Das ist Gartenlust, aber auch Gartenlast? "Mein Mann erledigt die schweren Arbeiten. Aber er redet mir nicht rein. Ich bin also ganz frei" sagt Bettina zur Nedden. Manchmal lässt sie fünf gerade sein. "Das Unkraut kriegt man sowieso nicht überall raus. Und warum auch? Ich liebe Gärten, die ein bisschen verwunschen sind."

Ihr Vater züchtete Shetlandponys. Nach seinem Tod stand die Koppel zunächst leer. 5000 Quadratmeter unbeackertes Land. Bettina zur Nedden hielt das gar nicht aus. Jetzt stehen dort 30 Obst-, Laub- und Nadelbäume. "Sie haben alle ein unterschiedliches Grün", sagt die Siekerin, "und im Herbst haben wir hier Indian Summer."

Der nächste Angriff auf ihren Versuch, den Garten pflegeleicht zu gestalten, folgte auf dem Fuße. "Vor die neu bepflanzte Koppel würde doch noch gut eine Johannisbeere hinpassen", meinte eine Freundin. "Mach doch noch ein Beet da hin!", hieß ihr wohlgemeinter Rat. "Du meine Güte, das habe ich tatsächlich gemacht", sagt die Siekerin.

Der Johannisbeerstrauch ist längst weg.
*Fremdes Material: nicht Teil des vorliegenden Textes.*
use matchday_football_data::{
    Advisory, FootballDataService, FormSummary, LeagueCode, NormalizedMatch, SeasonId, TeamId, TeamSummary,
};
use serde::Serialize;
use serde_json::Value;

use crate::Command;

#[derive(Serialize)]
struct LeagueEntry {
    code: &'static str,
    name: &'static str,
    display_name: &'static str,
}

#[derive(Serialize)]
struct SeasonEntry {
    id: SeasonId,
    label: String,
}

#[derive(Serialize)]
struct MatchReport {
    team_id: String,
    season: SeasonId,
    matches: Vec<NormalizedMatch>,
    summary: FormSummary,
    win_rate: Option<f64>,
}

/// JSON output of a command plus the advisory its fetch produced.
pub struct Output {
    pub json: Value,
    pub advisory: Option<Advisory>,
}

impl Output {
    fn local(json: Value) -> Self {
        Self {
            json,
            advisory: None,
        }
    }
}

/// Execute one subcommand.
pub async fn run(command: Command, service: &FootballDataService) -> anyhow::Result<Output> {
    let output = match command {
        Command::Leagues => {
            let leagues: Vec<LeagueEntry> = LeagueCode::all()
                .iter()
                .map(|league| LeagueEntry {
                    code: league.code(),
                    name: league.name(),
                    display_name: league.display_name(),
                })
                .collect();
            Output::local(serde_json::to_value(leagues)?)
        }
        Command::Seasons => {
            let seasons: Vec<SeasonEntry> = SeasonId::catalog()
                .into_iter()
                .map(|season| SeasonEntry {
                    label: season.label(),
                    id: season,
                })
                .collect();
            Output::local(serde_json::to_value(seasons)?)
        }
        Command::Teams { league, season } => {
            let fetched = service.get_teams_in_league(league, season.as_ref()).await;
            let summaries: Vec<TeamSummary> =
                fetched.value.iter().map(|team| team.summary()).collect();
            Output {
                json: serde_json::to_value(summaries)?,
                advisory: fetched.advisory,
            }
        }
        Command::Team { id } => {
            let fetched = service.get_team_by_id(&TeamId::from(id.trim())).await;
            Output {
                json: serde_json::to_value(fetched.value)?,
                advisory: fetched.advisory,
            }
        }
        Command::Matches {
            team_id,
            season,
            limit,
        } => {
            let team = TeamId::from(team_id.trim());
            let fetched = service
                .get_normalized_matches(&team, season.as_ref(), limit)
                .await;
            let summary = FormSummary::from_matches(&fetched.value);
            let report = MatchReport {
                team_id: team.as_key(),
                season: season.unwrap_or_default(),
                win_rate: summary.win_rate(),
                summary,
                matches: fetched.value,
            };
            Output {
                json: serde_json::to_value(report)?,
                advisory: fetched.advisory,
            }
        }
        Command::Standings { league, season } => {
            let fetched = service.get_league_standings(league, season.as_ref()).await;
            Output {
                json: serde_json::to_value(fetched.value)?,
                advisory: fetched.advisory,
            }
        }
    };

    Ok(output)
}
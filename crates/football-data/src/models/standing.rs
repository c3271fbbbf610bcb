use serde::{Deserialize, Serialize};
use serde_json::{Map, Value};

use super::lenient::lenient;
use super::team::TeamRef;

/// Standings group type. Only `TOTAL` is served to callers.
pub const TOTAL_STANDINGS: &str = "TOTAL";

/// One row of a standings table.
#[derive(Clone, Debug, Default, PartialEq, Serialize, Deserialize)]
#[serde(rename_all = "camelCase")]
pub struct StandingRow {
    #[serde(default, deserialize_with = "lenient", skip_serializing_if = "Option::is_none")]
    pub position: Option<u32>,

    #[serde(default, deserialize_with = "lenient", skip_serializing_if = "Option::is_none")]
    pub team: Option<TeamRef>,

    #[serde(default, deserialize_with = "lenient", skip_serializing_if = "Option::is_none")]
    pub played_games: Option<u32>,

    #[serde(default, deserialize_with = "lenient", skip_serializing_if = "Option::is_none")]
    pub won: Option<u32>,

    #[serde(default, deserialize_with = "lenient", skip_serializing_if = "Option::is_none")]
    pub draw: Option<u32>,

    #[serde(default, deserialize_with = "lenient", skip_serializing_if = "Option::is_none")]
    pub lost: Option<u32>,

    #[serde(default, deserialize_with = "lenient", skip_serializing_if = "Option::is_none")]
    pub points: Option<u32>,

    #[serde(default, deserialize_with = "lenient", skip_serializing_if = "Option::is_none")]
    pub goals_for: Option<u32>,

    #[serde(default, deserialize_with = "lenient", skip_serializing_if = "Option::is_none")]
    pub goals_against: Option<u32>,

    #[serde(default, deserialize_with = "lenient", skip_serializing_if = "Option::is_none")]
    pub goal_difference: Option<i32>,

    /// Recent results, e.g. `"W,W,D,L,W"`. Often null upstream.
    #[serde(default, deserialize_with = "lenient", skip_serializing_if = "Option::is_none")]
    pub form: Option<String>,

    #[serde(flatten)]
    pub extra: Map<String, Value>,
}

#[cfg(test)]
mod tests {
    use super::*;
    use serde_json::json;

    #[test]
    fn test_parses_row() {
        let row: StandingRow = serde_json::from_value(json!({
            "position": 1,
            "team": {"id": 65, "name": "Manchester City FC", "tla": "MCI"},
            "playedGames": 38,
            "form": null,
            "won": 28,
            "draw": 7,
            "lost": 3,
            "points": 91,
            "goalsFor": 96,
            "goalsAgainst": 34,
            "goalDifference": 62
        }))
        .unwrap();

        assert_eq!(row.position, Some(1));
        assert_eq!(row.points, Some(91));
        assert_eq!(row.goal_difference, Some(62));
        assert_eq!(row.form, None);
        assert_eq!(
            row.team.unwrap().name.as_deref(),
            Some("Manchester City FC")
        );
    }

    #[test]
    fn test_negative_goal_difference() {
        let row: StandingRow = serde_json::from_value(json!({"goalDifference": -49})).unwrap();
        assert_eq!(row.goal_difference, Some(-49));
    }
}
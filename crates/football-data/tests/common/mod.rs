#![allow(dead_code)]

use std::collections::HashMap;
use std::sync::{Arc, Mutex};
use std::time::Duration;

use async_trait::async_trait;
use matchday_football_data::{
    FootballDataConfig, FootballDataService, FootballTransport, RateLimiter, TransportError,
};
use serde_json::{json, Value};
use tokio::time::Instant;

/// Transport returning canned responses per endpoint and recording calls.
///
/// Endpoints without a canned response answer 404.
#[derive(Default)]
pub struct MockTransport {
    responses: Mutex<HashMap<String, Result<Value, TransportError>>>,
    calls: Mutex<Vec<(String, Instant)>>,
}

impl MockTransport {
    pub fn new() -> Arc<Self> {
        Arc::new(Self::default())
    }

    pub fn respond(&self, endpoint: &str, body: Value) {
        self.responses
            .lock()
            .unwrap()
            .insert(endpoint.to_string(), Ok(body));
    }

    pub fn fail(&self, endpoint: &str, error: TransportError) {
        self.responses
            .lock()
            .unwrap()
            .insert(endpoint.to_string(), Err(error));
    }

    pub fn fail_status(&self, endpoint: &str, status: u16) {
        self.fail(
            endpoint,
            TransportError::Status {
                status,
                message: String::new(),
            },
        );
    }

    pub fn call_count(&self) -> usize {
        self.calls.lock().unwrap().len()
    }

    pub fn endpoints(&self) -> Vec<String> {
        self.calls
            .lock()
            .unwrap()
            .iter()
            .map(|(endpoint, _)| endpoint.clone())
            .collect()
    }

    pub fn call_times(&self) -> Vec<Instant> {
        self.calls.lock().unwrap().iter().map(|(_, at)| *at).collect()
    }
}

#[async_trait]
impl FootballTransport for MockTransport {
    fn id(&self) -> &'static str {
        "MOCK"
    }

    async fn fetch(&self, endpoint: &str, _timeout: Duration) -> Result<Value, TransportError> {
        self.calls
            .lock()
            .unwrap()
            .push((endpoint.to_string(), Instant::now()));

        self.responses
            .lock()
            .unwrap()
            .get(endpoint)
            .cloned()
            .unwrap_or(Err(TransportError::Status {
                status: 404,
                message: "Not Found".to_string(),
            }))
    }
}

pub fn service_with(transport: Arc<MockTransport>) -> FootballDataService {
    service_with_config(transport, &FootballDataConfig::default())
}

pub fn service_with_config(
    transport: Arc<MockTransport>,
    config: &FootballDataConfig,
) -> FootballDataService {
    FootballDataService::new(
        transport,
        Arc::new(RateLimiter::new()),
        config,
    )
}

pub fn raw_match(id: i64, status: &str, home: (i64, &str), away: (i64, &str), score: (Value, Value)) -> Value {
    json!({
        "id": id,
        "status": status,
        "utcDate": format!("2023-09-{:02}T15:00:00Z", (id % 28) + 1),
        "homeTeam": {"id": home.0, "name": home.1},
        "awayTeam": {"id": away.0, "name": away.1},
        "score": {"fullTime": {"home": score.0, "away": score.1}},
        "competition": {"name": "Premier League"}
    })
}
Im Gemüse- und Obstgarten wächst schon genug, selbst Stachelbeerbüsche, die noch aus Großmutters Zeit stammen. Und in der Mitte gedeihen Kartoffeln, Knoblauch, Erbsen, Bohnen und Salat. Aber das Beet vor der Koppel hat sich gehalten. Mittlerweile ist sogar noch eins dazugekommen. "Das Gute ist, ich komme von beiden Seiten ran", sagt Bettina zur Nedden, schaut nach unten und stellt fest: "Als Gärtnerin müsste man fliegen können. So über die Beete hinweg. Das wäre praktisch."

Was in ihrem Garten tatsächlich flattert, sind Antwerpener Zwergbarthühner. Die Vögel begleiten die Gärtnerin manchmal bei der Arbeit, in der Hoffnung, beim Umgraben könnte etwas Leckeres für sie zu Tage gefördert werden. Darben müssen die Mini-Hühner aber ohnehin nicht. Wie es sich für ein kleines Paradies gehört, ist ihr Speiseplan formidabel: morgens eingeweichte Haferflocken - eine Art Porridge fürs Federvieh -, bei Hitze Melone und zum Knabbern auch mal eine Erdnuss.

Es fliegt natürlich noch mehr herum, und das nicht unbedingt zur Freude der Gärtnerin: Die frechen Stare futtern mit Vorliebe ihre Kirschen. Dafür empfängt sie aus dem Starenkasten aber hin und wieder auch ein kostenloses Unterhaltungsprogramm. "Die Stare sind hervorragende Imitatoren. Einer hat Hund und Katze nachgemacht und sogar ein Telefon." Das bimmelte glücklicherweise anders als das der Siekerin.

Im Frühjahr blühen vor ihrem Haus Hunderte von Krokussen und Poeten-Narzissen. "Die leuchten nachts wie ein Sternenhimmel", sagt die Gartenherrin. Allein das scheint für sie die Mühe zu lohnen. Und Mühe ist es, zumal sie nicht zu Pflanzenschutzmitteln greift. Stattdessen verzichtet sie auf empfindliche exotische Pflanzen. Und wenn die Rose krankt, sucht sie einen anderen Standort. Statt künstlichen Dünger nimmt sie Kompost oder bedient sich bei den Hühnern, denn Kleinvieh macht bekanntlich auch Mist. Die Siekerin schafft es auch auf natürliche Weise, Himbeeren ohne "Fleischeinlage" zu ernten. "Ich habe Autumn Bliss gepflanzt", sagt sie. Die Sorte reift spät. Da hat der Wurm keine Chance.